Zagrando beugte sich über einen anderen Tisch und sprach über den zugehörigen Schirm mit irgend jemandem über die Übermittlung der Stimmsignatur des Beschaffers an den Raumhafen. Flint wollte sich dazwischendrängen, wollte die Kontrolle über die ganzen Ermittlungen an sich reißen, doch das konnte er nicht. Er war kein Polizist mehr, und er war nie Polizist auf Kallisto gewesen.
Die Tatsache, dass er hier war, verdankte er Zagrandos Entgegenkommen, aber es fiel Flint nicht leicht, diesen Punkt im Kopf zu behalten.
»Okay«, sagte die Leiterin. »Wir haben eine Stimmaufzeichnung.«
Sie verglichen sie mit der Stimmsignatur aus dem Gespräch, das der Beschaffer mit Rhonda geführt hatte, ehe er sie entführt hatte.
»Treffer«, bemerkte Zagrando unnötigerweise. Flint konnte bereits aus einiger Entfernung erkennen, wie gut die beiden Schnipsel zusammenpassten.
Wieder betrachtete er den kleinen Mann, der aus dem Schiff gekommen war.
»Ich würde gern mit Ihnen zusammen dorthin gehen«, sagte Flint zu Zagrando. »Damit wir uns selbst um die Sache kümmern können.«
Zagrando bedachte ihn mit einem verhaltenen Lächeln.
»Selbst wenn ich vorhätte, dorthin zu reisen, was ich nicht habe, würde ich Sie nicht mitnehmen. Sie sind persönlich zu sehr von der Sache betroffen.«
Flint hätte gern widersprochen, wusste aber, dass Zagrando recht hatte. Er wollte den Zorn, der in ihm loderte – Zorn darüber, nicht nur von Paloma, sondern auch von Rhonda betrogen worden zu sein –, nehmen und an irgend jemandem auslassen.
Der Beschaffer wäre dafür geeignet.
»Die Allianzpolizei wird vorsichtig sein müssen«, erläuterte Flint. »Wir wollen sie schließlich nicht verlieren.«
»Wir wissen nicht einmal, ob sie überhaupt noch an Bord ist«, gab Zagrando zurück.
Das war Flint auch klar. Er verdrehte die verschränkten Finger ineinander. »Sie müssen wissen, wie wichtig es ist, dass er am Leben bleibt, damit wir herausfinden können, wo sie ist und was eigentlich los ist.«
Zagrando legte Flint eine Hand auf die Schulter. »Sie werden ihre Instruktionen von mir persönlich erhalten.«
Als würden diese Leute auf einen Police Detective hören.

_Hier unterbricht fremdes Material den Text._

//! Selecting one drillhole's intervals from the merged table

use crate::config::ColumnConfig;
use crate::errors::{Result, StriplogError};
use crate::table::{Cell, Table};
use serde::Serialize;
use tracing::{debug, warn};

/// One depth interval with its categorical codes and parameter values
#[derive(Debug, Clone, PartialEq, Serialize)]
pub struct Interval {
    pub from: f64,
    pub to: f64,
    pub lithology: Option<String>,
    pub alteration: Option<String>,
    /// Parameter values aligned with [`HoleLog::parameters`]
    pub values: Vec<Option<f64>>,
}

impl Interval {
    /// Midpoint depth, the y-coordinate of parameter traces
    pub fn mid_depth(&self) -> f64 {
        (self.from + self.to) / 2.0
    }

    pub fn thickness(&self) -> f64 {
        self.to - self.from
    }
}

/// Depth extent shared by every column of the figure
#[derive(Debug, Clone, Copy, PartialEq, Serialize)]
pub struct DepthRange {
    /// Shallowest `from`, drawn at the top
    pub top: f64,
    /// Deepest `to`, drawn at the bottom
    pub bottom: f64,
}

impl DepthRange {
    /// Axis limits in (lower edge, upper edge) order: `[max(to), min(from)]`
    pub fn axis_limits(&self) -> (f64, f64) {
        (self.bottom, self.top)
    }

    pub fn span(&self) -> f64 {
        self.bottom - self.top
    }
}

/// Intervals of a single drillhole, in table order
#[derive(Debug, Clone, PartialEq, Serialize)]
pub struct HoleLog {
    pub hole_id: String,
    pub parameters: Vec<String>,
    pub intervals: Vec<Interval>,
    /// Indices into `intervals` directly preceded by a skipped row without depth
    #[serde(skip_serializing_if = "Vec::is_empty")]
    pub breaks: Vec<usize>,
}

impl HoleLog {
    /// Select the rows of `table` whose hole id equals `hole_id`
    ///
    /// Rows with a missing `from` or `to` cannot be placed on the depth axis and are
    /// skipped; the position of each skip is kept in [`HoleLog::breaks`].
    pub fn select(
        table: &Table,
        columns: &ColumnConfig,
        hole_id: &str,
        parameters: &[String],
    ) -> Result<Self> {
        let holes = table.column(&columns.hole_id)?;
        let froms = table.column(&columns.from)?;
        let tos = table.column(&columns.to)?;
        let lithology = table.column(&columns.lithology)?;
        let alteration = table.column(&columns.alteration)?;
        let parameter_columns = parameters
            .iter()
            .map(|name| table.column(name))
            .collect::<Result<Vec<_>>>()?;

        let mut intervals = Vec::new();
        let mut breaks = Vec::new();
        for row in 0..table.len() {
            if holes[row].as_text().as_deref() != Some(hole_id) {
                continue;
            }

            let depth = |cells: &[Cell], name: &str| {
                cells[row].as_f64().map_err(|e| row_error(row, name, e))
            };
            let (from, to) = match (depth(froms, &columns.from)?, depth(tos, &columns.to)?) {
                (Some(from), Some(to)) => (from, to),
                _ => {
                    warn!(hole_id, row = row + 1, "interval without from/to depth skipped");
                    if breaks.last() != Some(&intervals.len()) {
                        breaks.push(intervals.len());
                    }
                    continue;
                }
            };

            let values = parameter_columns
                .iter()
                .zip(parameters)
                .map(|(cells, name)| cells[row].as_f64().map_err(|e| row_error(row, name, e)))
                .collect::<Result<Vec<_>>>()?;

            intervals.push(Interval {
                from,
                to,
                lithology: lithology[row].as_text(),
                alteration: alteration[row].as_text(),
                values,
            });
        }

        debug!(hole_id, intervals = intervals.len(), "selected hole");

        Ok(Self {
            hole_id: hole_id.to_string(),
            parameters: parameters.to_vec(),
            intervals,
            breaks,
        })
    }

    pub fn is_empty(&self) -> bool {
        self.intervals.is_empty()
    }

    /// Whether a row without depth was skipped right before `intervals[index]`
    pub fn follows_break(&self, index: usize) -> bool {
        self.breaks.binary_search(&index).is_ok()
    }

    /// Depth extent `[min(from), max(to)]`; fails when no interval was selected
    pub fn depth_range(&self) -> Result<DepthRange> {
        let top = self.intervals.iter().map(|i| i.from).reduce(f64::min);
        let bottom = self.intervals.iter().map(|i| i.to).reduce(f64::max);

        match (top, bottom) {
            (Some(top), Some(bottom)) => Ok(DepthRange { top, bottom }),
            _ => Err(StriplogError::EmptySelection {
                hole_id: self.hole_id.clone(),
            }),
        }
    }

    /// `(mid_depth, value)` pairs for one parameter, `None` where the value is missing
    pub fn parameter_series(&self, name: &str) -> Option<Vec<(f64, Option<f64>)>> {
        let idx = self.parameters.iter().position(|p| p == name)?;
        Some(
            self.intervals
                .iter()
                .map(|i| (i.mid_depth(), i.values[idx]))
                .collect(),
        )
    }

    /// Distinct lithology codes in first-appearance order
    pub fn observed_lithologies(&self) -> Vec<&str> {
        distinct(self.intervals.iter().filter_map(|i| i.lithology.as_deref()))
    }

    /// Distinct alteration codes in first-appearance order
    pub fn observed_alterations(&self) -> Vec<&str> {
        distinct(self.intervals.iter().filter_map(|i| i.alteration.as_deref()))
    }
}

fn distinct<'a>(codes: impl Iterator<Item = &'a str>) -> Vec<&'a str> {
    let mut seen: Vec<&str> = Vec::new();
    for code in codes {
        if !seen.contains(&code) {
            seen.push(code);
        }
    }
    seen
}

fn row_error(row: usize, column: &str, err: StriplogError) -> StriplogError {
    StriplogError::InvalidData {
        message: format!("row {}, column '{}': {}", row + 1, column, err),
    }
}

Aber Flint wusste, dass Zagrando recht hatte – es würde zu lange dauern, dorthin zu kommen. Der Beschaffer könnte längst wieder fort sein, ehe sie einträfen. Und Flint war nicht sicher, ob er damit umgehen könnte, diesem Mann von Angesicht zu Angesicht zu begegnen.
Wie betrogen er sich auch fühlte, Rhonda war für Flint immer noch seine Familie. In vielerlei Hinsicht die einzige Familie, die ihm geblieben war.
Er zwang sich, tief durchzuatmen. Diese Denkweise war der Grund dafür, dass Zagrando Flint hierbehalten wollte.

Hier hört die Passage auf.